Erich Maria Remarque was a 20th-century German novelist. His landmark novel All Quiet on the Western Front, about the German military experience of World War I, was an international best-seller which created a new literary genre, was subsequently made into the cinema film All Quiet on the Western Front. Erich Maria Remarque was born on 22 June 1898 into a working class Roman Catholic family in the German city of Osnabrück to Peter Franz Remark and Anna Maria. Research by Remarque's childhood and lifelong friend Hanns-Gerd Rabe proved that in fact Remarque had French ancestors—his great-grandfather Johann Adam Remarque, born in 1789, came from a French family in Aachen. During World War I, Remarque was conscripted into the German Imperial Army at the age of 18. On 12 June 1917, he was transferred to the Western Front, 2nd Company, Field Depot of the 2nd Guards Reserve Division at Hem-Lenglet.

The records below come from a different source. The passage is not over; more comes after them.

#[cfg(test)]
mod tests {
    use crate::{
        error::{Error, Result},
        sql::{
            parser::ast::{
                self, Consts, Expression, Operator, OrderDirection, SelectItem, TableRef,
            },
            schema::Column,
            types::DataType,
        },
    };

    use super::Parser;

    #[test]
    fn test_parser_create_table() -> Result<()> {
        let sql1 = "
            create table tbl1 (
                a int,
                b float,
                c varchar(20),
                d decimal(10, 2)
            );
        ";
        let stmt1 = Parser::new(sql1).parse()?;

        let sql2 = "
        create            table tbl1 (
            a INT     ,
            b float,
            c   varchar ( 20 ),
            d       DECIMAL(10,2)
        )
        ";
        let stmt2 = Parser::new(sql2).parse()?;
        assert_eq!(stmt1, stmt2);
        assert_eq!(
            stmt1,
            ast::Statement::CreateTable {
                table: TableRef::new("tbl1"),
                columns: vec![
                    Column::new("a", DataType::Integer),
                    Column::new("b", DataType::Float),
                    Column::new("c", DataType::String),
                    Column::new("d", DataType::Decimal),
                ],
                if_not_exists: false,
            }
        );

        let sql3 = "create table tbl1 (a int, b float) extra";
        assert!(Parser::new(sql3).parse().is_err());
        Ok(())
    }

    #[test]
    fn test_parser_database_statements() -> Result<()> {
        assert_eq!(
            Parser::new("CREATE DATABASE IF NOT EXISTS test;").parse()?,
            ast::Statement::CreateDatabase {
                name: "test".to_string(),
                if_not_exists: true
            }
        );
        assert_eq!(
            Parser::new("drop database if exists test").parse()?,
            ast::Statement::DropDatabase {
                name: "test".to_string()
            }
        );
        assert_eq!(
            Parser::new("USE test;").parse()?,
            ast::Statement::Use {
                name: "test".to_string()
            }
        );
        assert_eq!(
            Parser::new("drop table a, other.b;").parse()?,
            ast::Statement::DropTable {
                tables: vec![TableRef::new("a"), TableRef::qualified("other", "b")]
            }
        );
        Ok(())
    }

    #[test]
    fn test_parser_insert() -> Result<()> {
        let sql1 = "insert into tbl1 values (1, -2, 3.5, 'a', true, null);";
        let stmt1 = Parser::new(sql1).parse()?;
        assert_eq!(
            stmt1,
            ast::Statement::Insert {
                table: TableRef::new("tbl1"),
                columns: vec![],
                values: vec![vec![
                    Consts::Number("1".to_string()),
                    Consts::Number("-2".to_string()),
                    Consts::Number("3.5".to_string()),
                    Consts::String("a".to_string()),
                    Consts::Boolean(true),
                    Consts::Null,
                ]],
            }
        );

        let sql2 = "insert into db.tbl2 (c1, c2, c3) values (3, 'a', true),(4, 'b', false);";
        let stmt2 = Parser::new(sql2).parse()?;
        assert_eq!(
            stmt2,
            ast::Statement::Insert {
                table: TableRef::qualified("db", "tbl2"),
                columns: vec!["c1".to_string(), "c2".to_string(), "c3".to_string()],
                values: vec![
                    vec![
                        Consts::Number("3".to_string()),
                        Consts::String("a".to_string()),
                        Consts::Boolean(true),
                    ],
                    vec![
                        Consts::Number("4".to_string()),
                        Consts::String("b".to_string()),
                        Consts::Boolean(false),
                    ],
                ],
            }
        );

        Ok(())
    }

    #[test]
    fn test_parser_update_and_delete() -> Result<()> {
        let stmt = Parser::new("UPDATE t SET name = 'z', name = 'y' WHERE id >= 2;").parse()?;
        assert_eq!(
            stmt,
            ast::Statement::Update {
                table: TableRef::new("t"),
                set: vec![
                    ("name".to_string(), Consts::String("z".to_string())),
                    ("name".to_string(), Consts::String("y".to_string())),
                ],
                where_clause: Some(Expression::operation(
                    Operator::GreaterThanOrEqual,
                    Expression::Field("id".to_string()),
                    Consts::Number("2".to_string()).into(),
                )),
            }
        );

        let stmt = Parser::new("delete from t").parse()?;
        assert_eq!(
            stmt,
            ast::Statement::Delete {
                table: TableRef::new("t"),
                where_clause: None,
            }
        );
        Ok(())
    }

    #[test]
    fn test_parser_select() -> Result<()> {
        let sql = "select name, *, id from tbl1 where id <> 3 order by id desc, name;";
        let stmt = Parser::new(sql).parse()?;
        assert_eq!(
            stmt,
            ast::Statement::Select {
                select: vec![
                    SelectItem::Column("name".to_string()),
                    SelectItem::Wildcard,
                    SelectItem::Column("id".to_string()),
                ],
                from: TableRef::new("tbl1"),
                where_clause: Some(Expression::operation(
                    Operator::NotEqual,
                    Expression::Field("id".to_string()),
                    Consts::Number("3".to_string()).into(),
                )),
                order_by: vec![
                    ("id".to_string(), OrderDirection::Desc),
                    ("name".to_string(), OrderDirection::Asc),
                ],
            }
        );
        Ok(())
    }

    fn where_of(sql: &str) -> Result<Option<Expression>> {
        match Parser::new(sql).parse()? {
            ast::Statement::Select { where_clause, .. } => Ok(where_clause),
            _ => panic!("expected select"),
        }
    }

    #[test]
    fn test_parser_where_precedence() -> Result<()> {
        let expr = where_of("select * from t where a = 1 or not b > 2 and (c < 3)")?;
        assert_eq!(
            expr.map(|e| e.to_string()),
            Some("a = 1 OR NOT b > 2 AND (c < 3)".to_string())
        );

        let Some(Expression::Operation(Operator::Or, _, right)) =
            where_of("select * from t where a = 1 or b = 2 and c = 3")?
        else {
            panic!("expected OR at the root");
        };
        assert!(matches!(*right, Expression::Operation(Operator::And, _, _)));

        let expr = where_of("select * from t where lower(name) = 'a' + -1")?;
        assert_eq!(
            expr,
            Some(Expression::operation(
                Operator::Equal,
                Expression::Function(
                    "lower".to_string(),
                    vec![Expression::Field("name".to_string())]
                ),
                Expression::operation(
                    Operator::Add,
                    Consts::String("a".to_string()).into(),
                    Consts::Number("-1".to_string()).into(),
                ),
            ))
        );
        Ok(())
    }

    #[test]
    fn test_parser_statement_list() -> Result<()> {
        let mut parser = Parser::new("use a;; select * from t; ");
        assert!(matches!(parser.next_statement()?, Some(ast::Statement::Use { .. })));
        assert!(matches!(parser.next_statement()?, Some(ast::Statement::Select { .. })));
        assert_eq!(parser.next_statement()?, None);
        Ok(())
    }

    #[test]
    fn test_parser_unsupported_statement() {
        assert_eq!(
            Parser::new("ALTER TABLE t ADD c int").parse(),
            Err(Error::UnsupportedStatement("ALTER".to_string()))
        );
        assert_eq!(
            Parser::new("create index i on t (a)").parse(),
            Err(Error::UnsupportedStatement("CREATE INDEX".to_string()))
        );
        assert!(matches!(
            Parser::new("select from t").parse(),
            Err(Error::Parse(_))
        ));
    }
}
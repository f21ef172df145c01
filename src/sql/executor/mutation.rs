use crate::{
    error::Result,
    sql::{
        executor::ResultSet,
        parser::ast::{Consts, Expression, TableRef},
    },
    storage::Catalog,
};

use super::Executor;

/// INSERT executor
pub struct Insert {
    table: TableRef,
    columns: Vec<String>,
    values: Vec<Vec<Consts>>,
}

impl Insert {
    pub fn new(table: TableRef, columns: Vec<String>, values: Vec<Vec<Consts>>) -> Box<Self> {
        Box::new(Self {
            table,
            columns,
            values,
        })
    }
}

impl Executor for Insert {
    fn execute(self: Box<Self>, catalog: &mut Catalog) -> Result<ResultSet> {
        let count = catalog.insert(&self.table, &self.columns, &self.values)?;
        Ok(ResultSet::Insert { count })
    }
}

/// UPDATE executor
pub struct Update {
    table: TableRef,
    set: Vec<(String, Consts)>,
    where_clause: Option<Expression>,
}

impl Update {
    pub fn new(
        table: TableRef,
        set: Vec<(String, Consts)>,
        where_clause: Option<Expression>,
    ) -> Box<Self> {
        Box::new(Self {
            table,
            set,
            where_clause,
        })
    }
}

impl Executor for Update {
    fn execute(self: Box<Self>, catalog: &mut Catalog) -> Result<ResultSet> {
        let count = catalog.update(&self.table, &self.set, self.where_clause.as_ref())?;
        Ok(ResultSet::Update { count })
    }
}

/// DELETE executor
pub struct Delete {
    table: TableRef,
    where_clause: Option<Expression>,
}

impl Delete {
    pub fn new(table: TableRef, where_clause: Option<Expression>) -> Box<Self> {
        Box::new(Self {
            table,
            where_clause,
        })
    }
}

impl Executor for Delete {
    fn execute(self: Box<Self>, catalog: &mut Catalog) -> Result<ResultSet> {
        let count = catalog.delete(&self.table, self.where_clause.as_ref())?;
        Ok(ResultSet::Delete { count })
    }
}
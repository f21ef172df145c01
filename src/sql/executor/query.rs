use crate::{
    error::Result,
    sql::{
        executor::ResultSet,
        parser::ast::{Expression, OrderDirection, SelectItem, TableRef},
    },
    storage::Catalog,
};

use super::Executor;

/// SELECT executor: filter, ORDER BY and projection against one table
pub struct Select {
    select: Vec<SelectItem>,
    from: TableRef,
    where_clause: Option<Expression>,
    order_by: Vec<(String, OrderDirection)>,
}

impl Select {
    pub fn new(
        select: Vec<SelectItem>,
        from: TableRef,
        where_clause: Option<Expression>,
        order_by: Vec<(String, OrderDirection)>,
    ) -> Box<Self> {
        Box::new(Self {
            select,
            from,
            where_clause,
            order_by,
        })
    }
}

impl Executor for Select {
    fn execute(self: Box<Self>, catalog: &mut Catalog) -> Result<ResultSet> {
        let (columns, rows) = catalog.select(
            &self.from,
            &self.select,
            self.where_clause.as_ref(),
            &self.order_by,
        )?;
        Ok(ResultSet::Select { columns, rows })
    }
}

On 26 June 1917 he was posted to the 15th Reserve Infantry Regiment, 2nd Company, Engineer Platoon Bethe, fought in the trenches between Torhout and Houthulst.
On 31 July 1917 he was wounded by shell shrapnel in the left leg, right arm and neck, after being medically evacuated from the field was repatriated to an army hospital in Germany where he spent the rest of the war recovering from his wounds, before being demobilized from the army. After the war he continued his teacher training and worked from 1 August 1919 as a primary school teacher in Lohne, at that time in the county of Lingen, now in the county of Bentheim. From May 1920 he worked in Klein Berssen in the former County of Hümmling, now Emsland, from August 1920 in Nahne, a part of Osnabrück since 1972. On 20 November 1920 he applied for leave of absence from teaching. Remarque worked at a number of different jobs in this phase of his life, including librarian, businessman and editor, his first paid writing job was as a technical writer for the Continental Rubber Company, a German tire manufacturer. Remarque had made his first attempts at writing at the age of 16. Among them were essays and the beginnings of a novel, finished and published in 1920 as The Dream Room.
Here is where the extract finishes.